Contraceptifs hormonaux: l’EMA alerte sur un risque rare de méningiome
Le comité de sécurité de l’Agence européenne des médicaments (EMA) a indiqué, vendredi 10 juillet 2026, que certains contraceptifs hormonaux couramment utilisés contenant du désogestrel et de l’étonogestrel pourraient entraîner une légère augmentation du risque de méningiome après une utilisation prolongée.
Les méningiomes sont généralement des tumeurs non cancéreuses qui se développent dans les membranes entourant le cerveau et la moelle épinière.
Le comité a recommandé aux femmes ayant des antécédents actuels ou passés de méningiome de ne pas utiliser de contraceptifs hormonaux contenant les progestatifs de synthèse désogestrel ou étonogestrel.
Les contraceptifs à base de désogestrel sont disponibles sous forme de comprimés à avaler, tandis que ceux contenant de l’étonogestrel sont proposés sous forme d’implants et d’anneaux vaginaux.
L’Agence européenne des médicaments a précisé que le risque de méningiome augmente avec une utilisation prolongée et pourrait être plus élevé chez les femmes ayant déjà utilisé d’autres types de progestatifs associés à cette tumeur, notamment la cyprotérone, le nomégestrol, l’acétate de médroxyprogestérone et le chlormadinone.
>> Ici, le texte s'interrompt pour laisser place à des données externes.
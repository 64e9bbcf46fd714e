//! Multi-tenant namespace and override resolution that sits in front of a rate-limit engine:
//! cached namespace lookups, singleflight auto-create, and ordered batch checks that always
//! report every outcome.

#![deny(clippy::all, missing_docs, unused_crate_dependencies)]

pub mod audit;
pub mod auth;
pub mod cache;
pub mod config;
pub mod error;
pub mod flows;
pub mod limiter;
pub mod namespace;
pub mod obs;
pub mod singleflight;
pub mod store;
pub mod telemetry;
#[cfg(any(test, feature = "test"))]
pub mod _preludet {
	//! Convenience re-exports and helpers for integration tests; enabled via `cfg(test)` or the
	//! `test` crate feature.

	pub use crate::_prelude::*;

	// self
	use crate::{
		auth::{Authorizer, GrantSet, KeyId, WorkspaceId},
		config::BrokerConfig,
		flows::{Broker, CheckContext},
		limiter::{Limiter, MemoryLimiter},
		store::{MemoryStore, NamespaceStore},
		telemetry::{MemoryTelemetry, TelemetrySink},
	};

	/// Handles to the in-memory collaborators wired into a test broker.
	#[derive(Clone, Debug)]
	pub struct TestHarness {
		/// Broker under test.
		pub broker: Broker,
		/// Backing datastore.
		pub store: Arc<MemoryStore>,
		/// Backing limiter.
		pub limiter: Arc<MemoryLimiter>,
		/// Telemetry buffer.
		pub telemetry: Arc<MemoryTelemetry>,
	}

	/// Constructs a [`Broker`] backed entirely by in-memory collaborators.
	pub fn build_test_broker() -> TestHarness {
		build_test_broker_with(BrokerConfig::default())
	}

	/// Same as [`build_test_broker`] but with a caller-provided configuration.
	pub fn build_test_broker_with(config: BrokerConfig) -> TestHarness {
		let store = Arc::new(MemoryStore::default());
		let limiter = Arc::new(MemoryLimiter::default());
		let telemetry = Arc::new(MemoryTelemetry::with_capacity(1_024));
		let store_dyn: Arc<dyn NamespaceStore> = store.clone();
		let limiter_dyn: Arc<dyn Limiter> = limiter.clone();
		let telemetry_dyn: Arc<dyn TelemetrySink> = telemetry.clone();
		let broker = Broker::new(config, store_dyn, limiter_dyn, telemetry_dyn);

		TestHarness { broker, store, limiter, telemetry }
	}

	/// Builds a workspace identifier fixture.
	pub fn workspace(value: &str) -> WorkspaceId {
		WorkspaceId::new(value).expect("Workspace fixture should be valid.")
	}

	/// Builds a request context whose caller holds exactly the provided permissions.
	pub fn context_with_grants<I, S>(workspace_id: &WorkspaceId, grants: I) -> CheckContext
	where
		I: IntoIterator<Item = S>,
		S: Into<String>,
	{
		let authorizer: Arc<dyn Authorizer> = Arc::new(GrantSet::new(grants));
		let key = KeyId::new("key_test").expect("Key fixture should be valid.");

		CheckContext::new(workspace_id.clone(), key, authorizer).with_telemetry(true)
	}
}

mod _prelude {
	pub use std::{
		collections::{BTreeMap, HashMap, HashSet},
		error::Error as StdError,
		fmt::{Debug, Display, Formatter, Result as FmtResult},
		future::Future,
		hash::Hash,
		pin::Pin,
		str::FromStr,
		sync::Arc,
	};

	pub use async_lock::OnceCell;
	pub use parking_lot::{Mutex, RwLock};
	pub use serde::{Deserialize, Serialize};
	pub use thiserror::Error as ThisError;
	pub use time::{Duration, OffsetDateTime};

	pub use crate::error::{Error, Result};
}
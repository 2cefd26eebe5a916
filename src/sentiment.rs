//! Bullish / bearish votes on coins.
use std::sync::Arc;

use sea_orm::prelude::*;
use sea_orm::sea_query::OnConflict;
use sea_orm::ActiveValue::Set;
use sea_orm::DatabaseConnection;
use sea_orm::PaginatorTrait;
use serde::Deserialize;
use serde::Serialize;
use tracing::instrument;

use crate::auth::Identity;
use crate::clock::Clock;
use crate::clock::SystemClock;
use crate::db::entity::sentiment;
use crate::error::ServiceError;
use crate::error::StorageError;

#[derive(Clone, Copy, Debug, Default, PartialEq, Eq, Serialize, Deserialize)]
pub struct SentimentTally {
    pub bullish: u64,
    pub bearish: u64,
}

#[derive(Clone, Debug)]
pub struct Sentiment {
    connection: DatabaseConnection,
    clock:      Arc<dyn Clock>,
}

impl Sentiment {
    pub fn new(connection: DatabaseConnection) -> Self {
        Self::with_clock(connection, Arc::new(SystemClock))
    }

    pub fn with_clock(connection: DatabaseConnection, clock: Arc<dyn Clock>) -> Self {
        Self { connection, clock }
    }

    async fn count_votes(&self, coin_id: &str, vote: i16) -> Result<u64, StorageError> {
        Ok(sentiment::Entity::find()
            .filter(sentiment::Column::CoinId.eq(coin_id))
            .filter(sentiment::Column::Vote.eq(vote))
            .count(&self.connection)
            .await?)
    }

    /// Public aggregate for `coin_id`. A coin nobody voted on tallies to zero.
    pub async fn tally(&self, coin_id: &str) -> Result<SentimentTally, ServiceError> {
        Ok(SentimentTally {
            bullish: self.count_votes(coin_id, 1).await?,
            bearish: self.count_votes(coin_id, -1).await?,
        })
    }

    pub async fn my_vote(&self, identity: &Identity, coin_id: &str) -> Result<Option<i16>, ServiceError> {
        Ok(sentiment::Entity::find_by_id((identity.id, coin_id.to_string()))
            .one(&self.connection)
            .await
            .map_err(StorageError::from)?
            .map(|row| row.vote))
    }

    /// Record or replace the vote of `identity`. Only `1` and `-1` are accepted.
    #[instrument(level = "debug", skip(self, identity), fields(user = identity.id))]
    pub async fn vote(&self, identity: &Identity, coin_id: &str, vote: i16) -> Result<(), ServiceError> {
        if coin_id.trim().is_empty() || !matches!(vote, 1 | -1) {
            return Err(ServiceError::bad_request(
                "Valid coinId and vote (-1 or 1) are required",
            ));
        }

        let row = sentiment::ActiveModel {
            user_id:    Set(identity.id),
            coin_id:    Set(coin_id.to_string()),
            vote:       Set(vote),
            created_at: Set(self.clock.now()),
        };
        sentiment::Entity::insert(row)
            .on_conflict(
                OnConflict::columns([sentiment::Column::UserId, sentiment::Column::CoinId])
                    .update_columns([sentiment::Column::Vote, sentiment::Column::CreatedAt])
                    .to_owned(),
            )
            .exec_without_returning(&self.connection)
            .await
            .map_err(StorageError::from)?;

        Ok(())
    }
}

#[cfg(all(test, feature = "sqlite"))]
mod tests {
    use std::time::Duration;

    use super::*;
    use crate::clock::ManualClock;
    use crate::db;
    use crate::db::driver::sqlite::Sqlite;
    use crate::db::driver::DatabaseDriver;

    fn user(id: i32) -> Identity {
        Identity {
            id,
            username: format!("user{id}"),
        }
    }

    #[tokio::test]
    async fn votes_are_tallied_and_replaced() {
        let dir = tempfile::tempdir().unwrap();
        let driver = Sqlite::connect(dir.path(), "sentiment.db").await.unwrap();
        db::prepare(&driver).await.unwrap();
        let clock = ManualClock::default();
        let sentiment = Sentiment::with_clock(driver.connection(), Arc::new(clock.clone()));

        assert_eq!(sentiment.tally("bitcoin").await.unwrap(), SentimentTally::default());
        assert_eq!(sentiment.my_vote(&user(1), "bitcoin").await.unwrap(), None);

        sentiment.vote(&user(1), "bitcoin", 1).await.unwrap();
        sentiment.vote(&user(2), "bitcoin", 1).await.unwrap();
        sentiment.vote(&user(3), "bitcoin", -1).await.unwrap();
        sentiment.vote(&user(3), "ethereum", 1).await.unwrap();
        assert_eq!(
            sentiment.tally("bitcoin").await.unwrap(),
            SentimentTally { bullish: 2, bearish: 1 }
        );

        clock.advance(Duration::from_secs(60));
        sentiment.vote(&user(1), "bitcoin", -1).await.unwrap();
        assert_eq!(sentiment.my_vote(&user(1), "bitcoin").await.unwrap(), Some(-1));
        assert_eq!(
            sentiment.tally("bitcoin").await.unwrap(),
            SentimentTally { bullish: 1, bearish: 2 }
        );

        let row = sentiment::Entity::find_by_id((1, "bitcoin".to_string()))
            .one(&driver.connection())
            .await
            .unwrap()
            .unwrap();
        assert_eq!(row.created_at, clock.now());
    }

    #[tokio::test]
    async fn invalid_votes_are_rejected() {
        let dir = tempfile::tempdir().unwrap();
        let driver = Sqlite::connect(dir.path(), "sentiment.db").await.unwrap();
        db::prepare(&driver).await.unwrap();
        let sentiment = Sentiment::new(driver.connection());

        for vote in [0, 2, -2] {
            assert_eq!(sentiment.vote(&user(1), "bitcoin", vote).await.unwrap_err().status(), 400);
        }
        assert_eq!(sentiment.vote(&user(1), "", 1).await.unwrap_err().status(), 400);
    }
}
L’agence souligne toutefois que le risque global de développer un méningiome reste très faible, avec une estimation d’environ un cas supplémentaire pour 67 300 femmes utilisant ces contraceptifs.
Le comité a indiqué que les notices de ces produits mentionneront désormais le méningiome comme un effet indésirable dont la fréquence reste indéterminée.